EXTRACTED DATA
*** Block opens ***
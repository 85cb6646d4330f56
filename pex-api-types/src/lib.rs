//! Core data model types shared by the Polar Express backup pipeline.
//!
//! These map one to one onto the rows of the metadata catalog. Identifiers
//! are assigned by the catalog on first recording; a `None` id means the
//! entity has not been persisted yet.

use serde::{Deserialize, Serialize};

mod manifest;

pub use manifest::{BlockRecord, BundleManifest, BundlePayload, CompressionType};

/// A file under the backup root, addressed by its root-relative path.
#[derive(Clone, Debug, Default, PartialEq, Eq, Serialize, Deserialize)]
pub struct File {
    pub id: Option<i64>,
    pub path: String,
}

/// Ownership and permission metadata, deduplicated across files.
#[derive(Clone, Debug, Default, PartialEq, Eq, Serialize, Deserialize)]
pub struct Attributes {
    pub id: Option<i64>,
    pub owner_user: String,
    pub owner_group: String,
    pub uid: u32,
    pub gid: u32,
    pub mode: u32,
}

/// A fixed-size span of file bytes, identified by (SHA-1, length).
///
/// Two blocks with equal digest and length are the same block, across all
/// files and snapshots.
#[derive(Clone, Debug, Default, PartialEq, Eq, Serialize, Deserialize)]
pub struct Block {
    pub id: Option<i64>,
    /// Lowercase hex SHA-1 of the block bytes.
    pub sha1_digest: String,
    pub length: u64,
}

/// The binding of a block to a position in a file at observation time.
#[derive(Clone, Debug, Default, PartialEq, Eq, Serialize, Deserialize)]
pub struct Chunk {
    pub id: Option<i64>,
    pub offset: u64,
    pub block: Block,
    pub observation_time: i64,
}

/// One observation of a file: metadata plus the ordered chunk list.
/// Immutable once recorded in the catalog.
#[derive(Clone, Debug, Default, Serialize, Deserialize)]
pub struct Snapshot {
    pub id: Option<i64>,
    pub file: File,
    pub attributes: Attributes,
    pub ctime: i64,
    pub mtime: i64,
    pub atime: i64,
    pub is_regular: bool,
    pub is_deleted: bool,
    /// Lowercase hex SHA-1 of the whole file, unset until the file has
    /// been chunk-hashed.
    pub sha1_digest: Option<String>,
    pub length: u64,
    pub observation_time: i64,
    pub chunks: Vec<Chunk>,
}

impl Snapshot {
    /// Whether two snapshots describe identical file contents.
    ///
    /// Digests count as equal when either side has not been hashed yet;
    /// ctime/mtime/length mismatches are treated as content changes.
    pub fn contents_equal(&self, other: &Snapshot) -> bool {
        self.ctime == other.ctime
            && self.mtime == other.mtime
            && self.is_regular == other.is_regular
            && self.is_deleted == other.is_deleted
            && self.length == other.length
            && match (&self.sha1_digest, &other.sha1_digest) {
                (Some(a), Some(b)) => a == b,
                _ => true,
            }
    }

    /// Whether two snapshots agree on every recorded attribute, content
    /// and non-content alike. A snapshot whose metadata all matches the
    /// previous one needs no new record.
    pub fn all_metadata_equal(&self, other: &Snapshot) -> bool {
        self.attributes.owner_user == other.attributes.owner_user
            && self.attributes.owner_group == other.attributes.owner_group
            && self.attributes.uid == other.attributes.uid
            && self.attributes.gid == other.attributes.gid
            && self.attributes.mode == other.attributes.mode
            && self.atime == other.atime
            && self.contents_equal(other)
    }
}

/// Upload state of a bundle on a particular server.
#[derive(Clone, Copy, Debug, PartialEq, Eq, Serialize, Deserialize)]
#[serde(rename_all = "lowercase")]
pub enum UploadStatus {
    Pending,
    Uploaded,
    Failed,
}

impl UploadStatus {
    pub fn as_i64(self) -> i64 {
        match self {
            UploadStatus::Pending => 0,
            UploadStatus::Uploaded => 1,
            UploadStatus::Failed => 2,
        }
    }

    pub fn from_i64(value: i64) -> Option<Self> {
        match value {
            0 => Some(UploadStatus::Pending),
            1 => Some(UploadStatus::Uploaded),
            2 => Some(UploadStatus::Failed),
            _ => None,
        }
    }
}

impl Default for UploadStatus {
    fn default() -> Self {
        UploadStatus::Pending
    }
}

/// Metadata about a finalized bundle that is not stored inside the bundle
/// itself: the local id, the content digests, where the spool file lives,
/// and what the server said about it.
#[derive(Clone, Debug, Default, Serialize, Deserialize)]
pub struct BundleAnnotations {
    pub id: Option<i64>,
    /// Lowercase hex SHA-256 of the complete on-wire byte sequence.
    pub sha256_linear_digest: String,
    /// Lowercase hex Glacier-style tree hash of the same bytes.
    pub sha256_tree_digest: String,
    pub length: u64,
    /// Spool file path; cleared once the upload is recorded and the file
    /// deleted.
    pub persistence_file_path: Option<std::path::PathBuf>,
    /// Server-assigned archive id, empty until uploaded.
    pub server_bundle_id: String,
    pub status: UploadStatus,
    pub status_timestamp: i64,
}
*** Block closes ***
*** Block opens ***
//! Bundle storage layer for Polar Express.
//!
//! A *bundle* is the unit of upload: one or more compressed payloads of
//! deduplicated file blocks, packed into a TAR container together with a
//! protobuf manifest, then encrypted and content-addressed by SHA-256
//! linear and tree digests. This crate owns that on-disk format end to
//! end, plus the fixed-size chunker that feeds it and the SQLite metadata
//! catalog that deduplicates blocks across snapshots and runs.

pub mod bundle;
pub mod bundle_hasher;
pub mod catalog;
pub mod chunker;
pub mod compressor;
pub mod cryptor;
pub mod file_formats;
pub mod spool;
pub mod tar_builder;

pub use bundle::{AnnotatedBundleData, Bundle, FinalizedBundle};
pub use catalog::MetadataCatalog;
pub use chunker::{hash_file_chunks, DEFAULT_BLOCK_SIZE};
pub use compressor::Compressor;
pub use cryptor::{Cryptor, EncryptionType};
*** Block closes ***
YOUR TASK
Copy the lines of the entries above that mention "about".

EXPECTED ANSWER
/// Metadata about a finalized bundle that is not stored inside the bundle
/// and what the server said about it.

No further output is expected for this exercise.